Description of the task — This exercise calls for every line of the listing below that contains the word "Paragraph".

Records —
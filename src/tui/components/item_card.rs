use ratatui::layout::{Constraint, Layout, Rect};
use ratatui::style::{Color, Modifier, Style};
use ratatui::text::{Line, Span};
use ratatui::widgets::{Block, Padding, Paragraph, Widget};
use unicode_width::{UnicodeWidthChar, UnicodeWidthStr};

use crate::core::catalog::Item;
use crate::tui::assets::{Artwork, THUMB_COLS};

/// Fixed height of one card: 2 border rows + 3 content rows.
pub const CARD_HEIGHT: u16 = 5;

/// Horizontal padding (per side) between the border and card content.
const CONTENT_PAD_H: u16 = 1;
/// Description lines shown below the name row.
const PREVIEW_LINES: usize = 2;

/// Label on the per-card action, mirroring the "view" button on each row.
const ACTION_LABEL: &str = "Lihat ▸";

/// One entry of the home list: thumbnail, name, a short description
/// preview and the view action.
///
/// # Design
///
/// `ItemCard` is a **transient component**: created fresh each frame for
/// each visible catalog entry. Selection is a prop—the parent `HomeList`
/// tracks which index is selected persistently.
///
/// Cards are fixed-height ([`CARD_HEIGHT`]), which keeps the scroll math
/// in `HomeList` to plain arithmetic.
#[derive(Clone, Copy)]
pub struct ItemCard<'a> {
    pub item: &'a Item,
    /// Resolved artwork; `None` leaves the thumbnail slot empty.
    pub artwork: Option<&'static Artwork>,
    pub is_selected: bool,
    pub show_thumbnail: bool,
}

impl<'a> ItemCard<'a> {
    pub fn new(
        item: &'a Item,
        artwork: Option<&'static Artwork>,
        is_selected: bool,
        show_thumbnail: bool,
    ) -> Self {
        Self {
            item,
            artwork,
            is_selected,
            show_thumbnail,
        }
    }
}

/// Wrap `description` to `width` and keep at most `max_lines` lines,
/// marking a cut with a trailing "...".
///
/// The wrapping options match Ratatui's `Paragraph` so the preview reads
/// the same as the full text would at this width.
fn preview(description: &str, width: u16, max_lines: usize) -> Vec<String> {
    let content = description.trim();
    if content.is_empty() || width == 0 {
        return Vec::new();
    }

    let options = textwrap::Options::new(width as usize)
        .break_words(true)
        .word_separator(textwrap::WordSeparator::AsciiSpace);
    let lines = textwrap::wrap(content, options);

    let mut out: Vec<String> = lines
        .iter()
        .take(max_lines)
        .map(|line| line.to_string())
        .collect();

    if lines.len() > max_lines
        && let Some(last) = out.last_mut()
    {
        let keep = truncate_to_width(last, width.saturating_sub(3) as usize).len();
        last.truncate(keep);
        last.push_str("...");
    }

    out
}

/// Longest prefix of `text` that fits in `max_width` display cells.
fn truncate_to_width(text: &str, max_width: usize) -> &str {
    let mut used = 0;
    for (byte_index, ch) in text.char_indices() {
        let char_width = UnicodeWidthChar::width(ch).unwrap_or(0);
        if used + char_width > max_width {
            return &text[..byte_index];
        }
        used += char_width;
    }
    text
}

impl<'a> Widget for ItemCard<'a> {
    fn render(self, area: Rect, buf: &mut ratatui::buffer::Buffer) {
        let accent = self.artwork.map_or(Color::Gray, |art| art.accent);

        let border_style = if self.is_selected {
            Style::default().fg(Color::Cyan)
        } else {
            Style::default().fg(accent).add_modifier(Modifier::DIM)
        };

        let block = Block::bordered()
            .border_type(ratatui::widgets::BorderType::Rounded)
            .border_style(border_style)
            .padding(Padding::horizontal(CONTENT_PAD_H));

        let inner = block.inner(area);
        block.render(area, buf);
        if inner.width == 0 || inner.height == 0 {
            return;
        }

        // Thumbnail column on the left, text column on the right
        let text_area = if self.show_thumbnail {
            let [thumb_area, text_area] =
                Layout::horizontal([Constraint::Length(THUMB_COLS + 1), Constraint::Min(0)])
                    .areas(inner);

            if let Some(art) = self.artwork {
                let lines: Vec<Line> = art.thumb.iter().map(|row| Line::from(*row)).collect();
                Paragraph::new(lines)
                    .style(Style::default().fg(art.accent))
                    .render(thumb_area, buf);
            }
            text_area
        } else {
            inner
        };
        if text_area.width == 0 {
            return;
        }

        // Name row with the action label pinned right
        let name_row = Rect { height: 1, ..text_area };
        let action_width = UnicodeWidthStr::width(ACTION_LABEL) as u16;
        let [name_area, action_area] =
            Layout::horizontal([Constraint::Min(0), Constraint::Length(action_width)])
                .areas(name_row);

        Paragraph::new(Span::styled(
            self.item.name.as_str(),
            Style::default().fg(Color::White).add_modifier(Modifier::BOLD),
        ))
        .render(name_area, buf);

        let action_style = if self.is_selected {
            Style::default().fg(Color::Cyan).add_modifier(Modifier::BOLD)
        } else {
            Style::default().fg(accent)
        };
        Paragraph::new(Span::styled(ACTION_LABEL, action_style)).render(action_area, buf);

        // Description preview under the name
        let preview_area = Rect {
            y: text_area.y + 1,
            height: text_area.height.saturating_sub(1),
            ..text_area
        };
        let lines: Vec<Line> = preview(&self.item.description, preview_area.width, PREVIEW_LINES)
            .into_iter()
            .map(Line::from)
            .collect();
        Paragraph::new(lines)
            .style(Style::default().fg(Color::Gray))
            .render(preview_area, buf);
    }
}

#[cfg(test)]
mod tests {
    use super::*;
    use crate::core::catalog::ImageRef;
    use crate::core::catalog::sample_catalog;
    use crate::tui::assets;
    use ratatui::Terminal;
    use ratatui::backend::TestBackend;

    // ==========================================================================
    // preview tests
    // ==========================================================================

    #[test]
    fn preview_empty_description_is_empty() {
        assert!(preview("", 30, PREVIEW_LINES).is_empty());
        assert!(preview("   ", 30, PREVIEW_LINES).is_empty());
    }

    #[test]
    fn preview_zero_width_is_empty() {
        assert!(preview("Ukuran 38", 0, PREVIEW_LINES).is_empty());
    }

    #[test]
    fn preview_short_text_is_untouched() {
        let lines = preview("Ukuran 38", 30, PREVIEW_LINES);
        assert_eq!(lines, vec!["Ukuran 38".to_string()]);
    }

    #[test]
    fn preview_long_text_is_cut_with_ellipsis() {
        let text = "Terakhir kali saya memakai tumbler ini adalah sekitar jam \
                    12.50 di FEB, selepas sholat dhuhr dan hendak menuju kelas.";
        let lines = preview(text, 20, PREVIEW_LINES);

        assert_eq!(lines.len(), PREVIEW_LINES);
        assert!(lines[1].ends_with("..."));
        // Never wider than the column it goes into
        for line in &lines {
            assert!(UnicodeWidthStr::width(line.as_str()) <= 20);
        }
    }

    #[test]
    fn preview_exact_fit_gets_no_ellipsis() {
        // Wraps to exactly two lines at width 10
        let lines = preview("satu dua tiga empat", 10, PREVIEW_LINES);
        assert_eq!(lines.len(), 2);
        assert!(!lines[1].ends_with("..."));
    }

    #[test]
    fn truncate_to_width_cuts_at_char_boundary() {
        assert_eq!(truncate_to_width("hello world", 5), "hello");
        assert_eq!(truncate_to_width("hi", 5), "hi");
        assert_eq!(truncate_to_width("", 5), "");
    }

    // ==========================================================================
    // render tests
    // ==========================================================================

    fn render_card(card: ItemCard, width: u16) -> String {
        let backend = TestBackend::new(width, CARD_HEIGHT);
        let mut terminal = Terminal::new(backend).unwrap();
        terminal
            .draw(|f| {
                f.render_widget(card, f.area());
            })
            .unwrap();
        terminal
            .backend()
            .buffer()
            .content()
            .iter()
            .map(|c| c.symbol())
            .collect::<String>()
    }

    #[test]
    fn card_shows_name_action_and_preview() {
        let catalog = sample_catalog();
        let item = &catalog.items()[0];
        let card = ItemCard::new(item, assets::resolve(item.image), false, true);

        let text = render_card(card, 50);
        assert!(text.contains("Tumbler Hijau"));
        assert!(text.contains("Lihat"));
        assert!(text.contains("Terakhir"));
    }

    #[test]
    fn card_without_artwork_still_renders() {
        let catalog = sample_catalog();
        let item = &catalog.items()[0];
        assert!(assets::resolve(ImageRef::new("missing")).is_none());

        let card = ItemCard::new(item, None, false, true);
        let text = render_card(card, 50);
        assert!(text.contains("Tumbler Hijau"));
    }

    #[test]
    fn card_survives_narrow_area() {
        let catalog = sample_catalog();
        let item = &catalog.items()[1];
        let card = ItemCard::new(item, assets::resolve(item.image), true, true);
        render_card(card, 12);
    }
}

Written response —
use ratatui::widgets::{Block, Padding, Paragraph, Widget};
/// The wrapping options match Ratatui's `Paragraph` so the preview reads
                Paragraph::new(lines)
        Paragraph::new(Span::styled(
        Paragraph::new(Span::styled(ACTION_LABEL, action_style)).render(action_area, buf);
        Paragraph::new(lines)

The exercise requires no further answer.